## Information shown:
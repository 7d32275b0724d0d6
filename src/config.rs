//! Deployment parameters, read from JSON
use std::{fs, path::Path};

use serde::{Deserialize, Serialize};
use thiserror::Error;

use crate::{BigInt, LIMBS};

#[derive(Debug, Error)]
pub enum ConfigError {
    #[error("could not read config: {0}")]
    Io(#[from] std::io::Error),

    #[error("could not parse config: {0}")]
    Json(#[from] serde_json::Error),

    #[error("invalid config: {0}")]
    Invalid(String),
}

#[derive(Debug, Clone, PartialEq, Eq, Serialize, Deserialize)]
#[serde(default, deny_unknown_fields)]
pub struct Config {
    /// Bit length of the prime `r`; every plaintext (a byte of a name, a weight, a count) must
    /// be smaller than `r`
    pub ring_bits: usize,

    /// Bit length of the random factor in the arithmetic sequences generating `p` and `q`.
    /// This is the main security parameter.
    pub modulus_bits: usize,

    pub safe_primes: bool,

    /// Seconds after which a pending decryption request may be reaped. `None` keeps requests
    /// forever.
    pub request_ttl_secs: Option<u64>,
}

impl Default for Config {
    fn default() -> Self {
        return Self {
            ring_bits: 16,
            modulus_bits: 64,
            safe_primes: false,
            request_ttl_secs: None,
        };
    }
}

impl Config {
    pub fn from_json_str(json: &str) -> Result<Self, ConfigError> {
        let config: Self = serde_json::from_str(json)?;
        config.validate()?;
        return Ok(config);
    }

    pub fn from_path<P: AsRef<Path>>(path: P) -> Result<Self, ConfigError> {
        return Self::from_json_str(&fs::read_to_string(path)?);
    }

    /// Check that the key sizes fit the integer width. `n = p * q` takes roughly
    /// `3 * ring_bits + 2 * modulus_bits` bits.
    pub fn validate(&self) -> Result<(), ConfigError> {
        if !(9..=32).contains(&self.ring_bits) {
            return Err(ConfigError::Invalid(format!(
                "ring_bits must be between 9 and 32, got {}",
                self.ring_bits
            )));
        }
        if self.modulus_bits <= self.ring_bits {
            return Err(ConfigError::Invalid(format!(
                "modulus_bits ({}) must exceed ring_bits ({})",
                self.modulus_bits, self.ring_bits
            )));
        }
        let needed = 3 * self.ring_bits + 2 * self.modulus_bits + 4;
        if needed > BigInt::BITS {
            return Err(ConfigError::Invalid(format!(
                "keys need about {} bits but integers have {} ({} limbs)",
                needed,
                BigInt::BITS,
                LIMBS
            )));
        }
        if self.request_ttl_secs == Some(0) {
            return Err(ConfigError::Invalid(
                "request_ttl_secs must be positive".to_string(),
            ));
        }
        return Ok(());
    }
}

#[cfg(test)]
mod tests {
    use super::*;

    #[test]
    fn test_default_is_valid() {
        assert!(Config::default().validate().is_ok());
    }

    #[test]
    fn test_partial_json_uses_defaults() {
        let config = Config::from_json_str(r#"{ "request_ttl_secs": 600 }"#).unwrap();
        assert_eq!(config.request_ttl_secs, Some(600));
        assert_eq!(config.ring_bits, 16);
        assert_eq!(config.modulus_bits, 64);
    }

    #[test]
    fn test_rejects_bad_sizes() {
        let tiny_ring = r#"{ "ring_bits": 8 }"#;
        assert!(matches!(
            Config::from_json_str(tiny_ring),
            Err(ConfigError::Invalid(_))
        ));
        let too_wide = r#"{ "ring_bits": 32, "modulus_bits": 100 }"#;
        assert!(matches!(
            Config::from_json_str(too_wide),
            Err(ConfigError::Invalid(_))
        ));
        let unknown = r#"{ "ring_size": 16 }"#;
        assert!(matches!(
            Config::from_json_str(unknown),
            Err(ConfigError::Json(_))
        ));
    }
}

## Exercise prompt:
Print out every record, character for character.

## Task answer:
repository 7d32275b0724d0d6
filename src/config.rs
//! Deployment parameters, read from JSON
use std::{fs, path::Path};

use serde::{Deserialize, Serialize};
use thiserror::Error;

use crate::{BigInt, LIMBS};

#[derive(Debug, Error)]
pub enum ConfigError {
    #[error("could not read config: {0}")]
    Io(#[from] std::io::Error),

    #[error("could not parse config: {0}")]
    Json(#[from] serde_json::Error),

    #[error("invalid config: {0}")]
    Invalid(String),
}

#[derive(Debug, Clone, PartialEq, Eq, Serialize, Deserialize)]
#[serde(default, deny_unknown_fields)]
pub struct Config {
    /// Bit length of the prime `r`; every plaintext (a byte of a name, a weight, a count) must
    /// be smaller than `r`
    pub ring_bits: usize,

    /// Bit length of the random factor in the arithmetic sequences generating `p` and `q`.
    /// This is the main security parameter.
    pub modulus_bits: usize,

    pub safe_primes: bool,

    /// Seconds after which a pending decryption request may be reaped. `None` keeps requests
    /// forever.
    pub request_ttl_secs: Option<u64>,
}

impl Default for Config {
    fn default() -> Self {
        return Self {
            ring_bits: 16,
            modulus_bits: 64,
            safe_primes: false,
            request_ttl_secs: None,
        };
    }
}

impl Config {
    pub fn from_json_str(json: &str) -> Result<Self, ConfigError> {
        let config: Self = serde_json::from_str(json)?;
        config.validate()?;
        return Ok(config);
    }

    pub fn from_path<P: AsRef<Path>>(path: P) -> Result<Self, ConfigError> {
        return Self::from_json_str(&fs::read_to_string(path)?);
    }

    /// Check that the key sizes fit the integer width. `n = p * q` takes roughly
    /// `3 * ring_bits + 2 * modulus_bits` bits.
    pub fn validate(&self) -> Result<(), ConfigError> {
        if !(9..=32).contains(&self.ring_bits) {
            return Err(ConfigError::Invalid(format!(
                "ring_bits must be between 9 and 32, got {}",
                self.ring_bits
            )));
        }
        if self.modulus_bits <= self.ring_bits {
            return Err(ConfigError::Invalid(format!(
                "modulus_bits ({}) must exceed ring_bits ({})",
                self.modulus_bits, self.ring_bits
            )));
        }
        let needed = 3 * self.ring_bits + 2 * self.modulus_bits + 4;
        if needed > BigInt::BITS {
            return Err(ConfigError::Invalid(format!(
                "keys need about {} bits but integers have {} ({} limbs)",
                needed,
                BigInt::BITS,
                LIMBS
            )));
        }
        if self.request_ttl_secs == Some(0) {
            return Err(ConfigError::Invalid(
                "request_ttl_secs must be positive".to_string(),
            ));
        }
        return Ok(());
    }
}

#[cfg(test)]
mod tests {
    use super::*;

    #[test]
    fn test_default_is_valid() {
        assert!(Config::default().validate().is_ok());
    }

    #[test]
    fn test_partial_json_uses_defaults() {
        let config = Config::from_json_str(r#"{ "request_ttl_secs": 600 }"#).unwrap();
        assert_eq!(config.request_ttl_secs, Some(600));
        assert_eq!(config.ring_bits, 16);
        assert_eq!(config.modulus_bits, 64);
    }

    #[test]
    fn test_rejects_bad_sizes() {
        let tiny_ring = r#"{ "ring_bits": 8 }"#;
        assert!(matches!(
            Config::from_json_str(tiny_ring),
            Err(ConfigError::Invalid(_))
        ));
        let too_wide = r#"{ "ring_bits": 32, "modulus_bits": 100 }"#;
        assert!(matches!(
            Config::from_json_str(too_wide),
            Err(ConfigError::Invalid(_))
        ));
        let unknown = r#"{ "ring_size": 16 }"#;
        assert!(matches!(
            Config::from_json_str(unknown),
            Err(ConfigError::Json(_))
        ));
    }
}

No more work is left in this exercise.